Option 3: “Ruisende Inbreng” (Taxable Conversion)
Assets transferred at market value.
Usually only used in niche scenarios.
One-Time Costs of Converting to a BV
Cost Item | Estimated amount with neno |
|---|---|
Notary (BV formation + deed) | From €450.00 (Once off) |
Tax advisor / accountant | €120.00 per month |
Chamber of Commerce (KvK) | €75 |
Fiscal valuation (if needed) | €500.00 (Once off) |
Total one-time cost:
€450.00 – €1,200.00
Ongoing Costs of Running a BV
Compared to a ZZP, a BV has structurally higher annual costs.
Fixed Annual Costs (If done with neno)
Accounting & annual accounts: €1400.00
Corporate tax filing (VPB): €500.00
Payroll administration (DGA): €250.00
Director (DGA) Salary
Minimum “gebruikelijk loon” ≈ €56,000 (2025)
Subject to wage tax & social contributions
This is often the biggest cash-flow difference vs a ZZP.
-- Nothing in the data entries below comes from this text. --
/// Guarded KPI ratios and emission rounding.
/// Every division checks `denominator > 0` first and yields 0 otherwise,
/// so a zero (or negative) denominator never produces NaN or infinity.

/// `numerator / denominator`, or 0 when the denominator is not strictly positive.
#[inline]
pub fn safe_ratio(numerator: f64, denominator: f64) -> f64 {
    if denominator > 0.0 {
        numerator / denominator
    } else {
        0.0
    }
}

/// Click-through rate in percent.
#[inline]
pub fn ctr(clicks: u64, impressions: u64) -> f64 {
    safe_ratio(clicks as f64, impressions as f64) * 100.0
}

/// Cost per click.
#[inline]
pub fn cpc(spend: f64, clicks: u64) -> f64 {
    safe_ratio(spend, clicks as f64)
}

/// Return on ad spend.
#[inline]
pub fn roas(attributed_revenue: f64, spend: f64) -> f64 {
    safe_ratio(attributed_revenue, spend)
}

/// Cost per new customer.
#[inline]
pub fn cpa(spend: f64, new_customers: u64) -> f64 {
    safe_ratio(spend, new_customers as f64)
}

/// Share of business revenue attributed to marketing, in percent.
#[inline]
pub fn attribution(attributed_revenue: f64, total_revenue: f64) -> f64 {
    safe_ratio(attributed_revenue, total_revenue) * 100.0
}

/// Round the exact binary value to `places` decimals, ties to even.
/// Decimal formatting rounds the exact value, so 36.25 → 36.2 and
/// 2.675 (stored as 2.67499..) → 2.67.
pub fn round_to(value: f64, places: usize) -> f64 {
    if !value.is_finite() {
        return value;
    }
    let rounded = format!("{value:.places$}").parse::<f64>().unwrap_or(value);
    // normalize -0.0 so serialized output never shows "-0.0"
    if rounded == 0.0 {
        0.0
    } else {
        rounded
    }
}

/// Currency fields: 2 decimals.
#[inline]
pub fn money(value: f64) -> f64 {
    round_to(value, 2)
}

#[cfg(test)]
mod tests {
    use super::*;

    #[test]
    fn test_zero_denominators_yield_zero() {
        assert_eq!(ctr(10, 0), 0.0);
        assert_eq!(cpc(25.0, 0), 0.0);
        assert_eq!(roas(100.0, 0.0), 0.0);
        assert_eq!(attribution(100.0, 0.0), 0.0);
        assert_eq!(safe_ratio(1.0, -5.0), 0.0);
    }

    #[test]
    fn test_ratio_values() {
        assert!((ctr(120, 3000) - 4.0).abs() < 1e-12);
        assert!((cpc(180.0, 120) - 1.5).abs() < 1e-12);
        assert!((roas(360.0, 180.0) - 2.0).abs() < 1e-12);
        assert!((attribution(360.0, 1000.0) - 36.0).abs() < 1e-12);
    }

    #[test]
    fn test_inconsistent_counts_do_not_panic() {
        // clicks > impressions is not validated upstream
        let r = ctr(500, 100);
        assert!(r.is_finite());
        assert!((r - 500.0).abs() < 1e-12);
    }

    #[test]
    fn test_round_to() {
        assert_eq!(round_to(1.23456, 3), 1.235);
        assert_eq!(round_to(2.0 / 3.0, 2), 0.67);
        assert_eq!(round_to(36.04, 1), 36.0);
        assert_eq!(money(179.999), 180.0);
        assert!(round_to(-0.0001, 2).is_sign_positive());
    }

    #[test]
    fn test_round_to_exact_halves_go_to_even() {
        assert_eq!(round_to(36.25, 1), 36.2);
        assert_eq!(round_to(36.35, 1), 36.4); // stored as 36.35000..01
        assert_eq!(round_to(2.625, 2), 2.62);
        assert_eq!(round_to(0.125, 2), 0.12);
        assert_eq!(round_to(2.5, 0), 2.0);
        assert_eq!(money(21.0 / 8.0), 2.62);
    }
}
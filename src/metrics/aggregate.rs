/// Report aggregation.
/// Every function here is pure: same rows in, bit-identical reports out.
/// Grouping keys map to lazily-created accumulators; ratios and rounding are
/// applied only when the final record is built.

use super::ratios::{attribution, cpa, cpc, ctr, money, roas, round_to};
use super::{CampaignMetric, DailyMetric, PlatformMetric, SummaryMetric};
use crate::state::{AdRow, BusinessRow, Platform, PlatformFeeds};
use chrono::NaiveDate;
use std::collections::{BTreeMap, HashMap, HashSet};

/// Base ad metrics shared by every grouping.
#[derive(Debug, Clone, Copy, Default)]
struct Totals {
    impressions: u64,
    clicks: u64,
    spend: f64,
    attributed_revenue: f64,
}

impl Totals {
    #[inline]
    fn add(&mut self, row: &AdRow) {
        self.impressions = self.impressions.saturating_add(row.impressions);
        self.clicks = self.clicks.saturating_add(row.clicks);
        self.spend += row.spend;
        self.attributed_revenue += row.attributed_revenue;
    }

    fn ctr(&self) -> f64 {
        round_to(ctr(self.clicks, self.impressions), 3)
    }

    fn cpc(&self) -> f64 {
        money(cpc(self.spend, self.clicks))
    }

    fn roas(&self) -> f64 {
        round_to(roas(self.attributed_revenue, self.spend), 2)
    }
}

/// One value per platform. Selected by match, never by building field names.
#[derive(Debug, Clone, Copy, Default)]
struct PlatformSplit {
    facebook: f64,
    google: f64,
    tiktok: f64,
}

impl PlatformSplit {
    #[inline]
    fn add(&mut self, platform: Platform, value: f64) {
        match platform {
            Platform::Facebook => self.facebook += value,
            Platform::Google => self.google += value,
            Platform::TikTok => self.tiktok += value,
        }
    }
}

#[derive(Debug, Default)]
struct DayAccumulator {
    totals: Totals,
    spend: PlatformSplit,
    revenue: PlatformSplit,
}

/// Stamp every feed row with its platform and concatenate the feeds in
/// canonical platform order, preserving each feed's row order.
pub fn tag_and_combine(feeds: &PlatformFeeds) -> Vec<AdRow> {
    let total = Platform::ALL.iter().map(|p| feeds.get(*p).len()).sum();
    let mut combined = Vec::with_capacity(total);
    for platform in Platform::ALL {
        combined.extend(
            feeds
                .get(platform)
                .iter()
                .map(|record| AdRow::from_record(record, platform)),
        );
    }
    combined
}

/// Daily series, ascending by date, one record per date present in the ad
/// rows. Business results are left-joined on the ad dates: a missing
/// business row means zero business activity, and business-only dates are
/// dropped.
pub fn daily_metrics(ad_rows: &[AdRow], business_rows: &[BusinessRow]) -> Vec<DailyMetric> {
    let mut by_date: BTreeMap<NaiveDate, DayAccumulator> = BTreeMap::new();
    for row in ad_rows {
        let day = by_date.entry(row.date).or_default();
        day.totals.add(row);
        day.spend.add(row.platform, row.spend);
        day.revenue.add(row.platform, row.attributed_revenue);
    }

    // Later rows overwrite earlier ones for the same date.
    let business: HashMap<NaiveDate, &BusinessRow> =
        business_rows.iter().map(|b| (b.date, b)).collect();

    by_date
        .into_iter()
        .map(|(date, day)| {
            let biz = business.get(&date);
            let total_revenue = biz.map_or(0.0, |b| b.total_revenue);
            let t = &day.totals;

            DailyMetric {
                date,
                impressions: t.impressions,
                clicks: t.clicks,
                spend: money(t.spend),
                attributed_revenue: money(t.attributed_revenue),
                ctr: t.ctr(),
                cpc: t.cpc(),
                roas: t.roas(),
                orders: biz.map_or(0, |b| b.orders),
                new_customers: biz.map_or(0, |b| b.new_customers),
                total_revenue: money(total_revenue),
                gross_profit: money(biz.map_or(0.0, |b| b.gross_profit)),
                marketing_attribution: round_to(attribution(t.attributed_revenue, total_revenue), 1),
                facebook_spend: money(day.spend.facebook),
                google_spend: money(day.spend.google),
                tiktok_spend: money(day.spend.tiktok),
                facebook_revenue: money(day.revenue.facebook),
                google_revenue: money(day.revenue.google),
                tiktok_revenue: money(day.revenue.tiktok),
            }
        })
        .collect()
}

/// Per-platform totals, descending by spend.
pub fn platform_performance(ad_rows: &[AdRow]) -> Vec<PlatformMetric> {
    let mut by_platform: BTreeMap<Platform, (Totals, HashSet<&str>)> = BTreeMap::new();
    for row in ad_rows {
        let (totals, campaigns) = by_platform.entry(row.platform).or_default();
        totals.add(row);
        campaigns.insert(row.campaign.as_str());
    }

    let mut result: Vec<PlatformMetric> = by_platform
        .into_iter()
        .map(|(platform, (t, campaigns))| PlatformMetric {
            platform,
            impressions: t.impressions,
            clicks: t.clicks,
            spend: money(t.spend),
            attributed_revenue: money(t.attributed_revenue),
            ctr: t.ctr(),
            cpc: t.cpc(),
            roas: t.roas(),
            campaigns: campaigns.len(),
        })
        .collect();

    sort_by_spend_desc(&mut result, |m| m.spend);
    result
}

/// Per-campaign totals, descending by spend.
///
/// Campaigns are keyed by name alone. The reported platform is whichever
/// row was folded in last, so a name reused across platforms reports the
/// later feed's platform; see [`campaign_platform_conflicts`].
pub fn campaign_performance(ad_rows: &[AdRow]) -> Vec<CampaignMetric> {
    // First-seen order, so ties come out in a stable, input-defined order.
    let mut index: HashMap<&str, usize> = HashMap::new();
    let mut campaigns: Vec<(&str, Platform, Totals)> = Vec::new();

    for row in ad_rows {
        let slot = *index.entry(row.campaign.as_str()).or_insert_with(|| {
            campaigns.push((row.campaign.as_str(), row.platform, Totals::default()));
            campaigns.len() - 1
        });
        let (_, platform, totals) = &mut campaigns[slot];
        totals.add(row);
        *platform = row.platform;
    }

    let mut result: Vec<CampaignMetric> = campaigns
        .into_iter()
        .map(|(campaign, platform, t)| CampaignMetric {
            campaign: campaign.to_string(),
            platform,
            impressions: t.impressions,
            clicks: t.clicks,
            spend: money(t.spend),
            attributed_revenue: money(t.attributed_revenue),
            ctr: t.ctr(),
            cpc: t.cpc(),
            roas: t.roas(),
        })
        .collect();

    sort_by_spend_desc(&mut result, |m| m.spend);
    result
}

/// Grand totals over the daily series. `None` for an empty series.
pub fn summary_metrics(daily: &[DailyMetric]) -> Option<SummaryMetric> {
    if daily.is_empty() {
        return None;
    }

    let mut spend = 0.0;
    let mut attributed_revenue = 0.0;
    let mut total_revenue = 0.0;
    let mut orders: u64 = 0;
    let mut new_customers: u64 = 0;
    let mut impressions: u64 = 0;
    let mut clicks: u64 = 0;

    for d in daily {
        spend += d.spend;
        attributed_revenue += d.attributed_revenue;
        total_revenue += d.total_revenue;
        orders = orders.saturating_add(d.orders);
        new_customers = new_customers.saturating_add(d.new_customers);
        impressions = impressions.saturating_add(d.impressions);
        clicks = clicks.saturating_add(d.clicks);
    }

    Some(SummaryMetric {
        total_spend: money(spend),
        total_attributed_revenue: money(attributed_revenue),
        total_revenue: money(total_revenue),
        total_orders: orders,
        total_new_customers: new_customers,
        total_impressions: impressions,
        total_clicks: clicks,
        avg_ctr: round_to(ctr(clicks, impressions), 3),
        avg_cpc: money(cpc(spend, clicks)),
        overall_roas: round_to(roas(attributed_revenue, spend), 2),
        cpa: money(cpa(spend, new_customers)),
        attribution_rate: round_to(attribution(attributed_revenue, total_revenue), 1),
    })
}

/// Campaign names that appear under more than one platform, first-seen order.
pub fn campaign_platform_conflicts(ad_rows: &[AdRow]) -> Vec<String> {
    let mut first_platform: HashMap<&str, Platform> = HashMap::new();
    let mut flagged: HashSet<&str> = HashSet::new();
    let mut conflicts = Vec::new();

    for row in ad_rows {
        let seen = *first_platform
            .entry(row.campaign.as_str())
            .or_insert(row.platform);
        if seen != row.platform && flagged.insert(row.campaign.as_str()) {
            conflicts.push(row.campaign.clone());
        }
    }
    conflicts
}

/// Stable descending sort on an already-rounded spend value.
fn sort_by_spend_desc<T>(items: &mut [T], spend: impl Fn(&T) -> f64) {
    items.sort_by(|a, b| spend(b).total_cmp(&spend(a)));
}
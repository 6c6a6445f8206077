use crate::errors::{DashboardError, DashboardResult};
use chrono::NaiveDate;
use std::path::PathBuf;

#[derive(Debug, Clone)]
pub struct AppConfig {
    pub data_dir: PathBuf,
    pub dashboard_dir: PathBuf,
    pub output_path: PathBuf,
    pub server_port: u16,
    pub generator: GeneratorConfig,
}

/// Knobs for the synthetic data generator.
#[derive(Debug, Clone)]
pub struct GeneratorConfig {
    pub seed: u64,
    pub start_date: NaiveDate,
    pub days: u32,
}

impl Default for GeneratorConfig {
    fn default() -> Self {
        Self {
            seed: 42,
            start_date: NaiveDate::from_ymd_opt(2024, 1, 1).unwrap_or_default(),
            days: 120,
        }
    }
}

impl AppConfig {
    pub fn from_env() -> DashboardResult<Self> {
        dotenvy::dotenv().ok();

        let server_port = env_var_or("SERVER_PORT", "8000")
            .parse::<u16>()
            .map_err(|e| DashboardError::Config(format!("SERVER_PORT: {e}")))?;

        let seed = env_var_or("GENERATOR_SEED", "42")
            .parse::<u64>()
            .map_err(|e| DashboardError::Config(format!("GENERATOR_SEED: {e}")))?;

        let days = env_var_or("GENERATOR_DAYS", "120")
            .parse::<u32>()
            .map_err(|e| DashboardError::Config(format!("GENERATOR_DAYS: {e}")))?;

        let start_date = parse_date(&env_var_or("GENERATOR_START_DATE", "2024-01-01"))
            .map_err(|e| DashboardError::Config(format!("GENERATOR_START_DATE: {e}")))?;

        let dashboard_dir = PathBuf::from(env_var_or("DASHBOARD_DIR", "dashboard"));
        let output_path = std::env::var("DASHBOARD_OUTPUT")
            .map(PathBuf::from)
            .unwrap_or_else(|_| dashboard_dir.join("dashboard_data.json"));

        Ok(Self {
            data_dir: PathBuf::from(env_var_or("DATA_DIR", "data")),
            dashboard_dir,
            output_path,
            server_port,
            generator: GeneratorConfig {
                seed,
                start_date,
                days,
            },
        })
    }
}

/// Parse an ISO `YYYY-MM-DD` date.
pub fn parse_date(s: &str) -> DashboardResult<NaiveDate> {
    Ok(NaiveDate::parse_from_str(s.trim(), "%Y-%m-%d")?)
}

fn env_var_or(key: &str, default: &str) -> String {
    std::env::var(key).unwrap_or_else(|_| default.to_string())
}

#[cfg(test)]
mod tests {
    use super::*;

    #[test]
    fn test_parse_date() {
        let d = parse_date(" 2024-03-09 ").unwrap();
        assert_eq!(d, NaiveDate::from_ymd_opt(2024, 3, 9).unwrap());
        assert!(matches!(parse_date("03/09/2024"), Err(DashboardError::Parse(_))));
    }

    #[test]
    fn test_generator_defaults() {
        let g = GeneratorConfig::default();
        assert_eq!(g.seed, 42);
        assert_eq!(g.days, 120);
        assert_eq!(g.start_date.to_string(), "2024-01-01");
    }
}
Tax Comparison: ZZP vs BV (Simplified Example)
Annual profit: €120,000
As a ZZP
Income tax (box 1) after deductions
Effective tax rate: ~40–45%
Net income: ~€65,000–€72,000
As a BV
DGA salary taxed in box 1
Remaining profit taxed via VPB (19–25.8%)
Dividends taxed in box 2 (26.9%)
Result: BV often yields more net control, not always more cash — but enables deferral and planning.
Hidden Considerations Most Entrepreneurs Miss
Loss of Entrepreneur Deductions
You lose:
Zelfstandigenaftrek
Startersaftrek
Administrative Burden
Separate bank accounts
Board decisions (even if you’re the only director)
Dividend resolutions
Professional Image
Many clients and partners prefer dealing with a BV.
Common Mistakes When Converting a ZZP to a BV
Converting too early
Ignoring DGA salary rules
Underestimating admin costs
Skipping tax pre-approval
Forgetting contracts must be transferred
Final Verdict: Is Converting to a BV Worth It?
A BV is worth it if:
You earn consistently above €100k
You want risk protection
You plan to grow, hire, or sell
Stay a ZZP if:
Your profit is below €80k
Simplicity and flexibility matter most
Always run a personalised tax calculation before converting.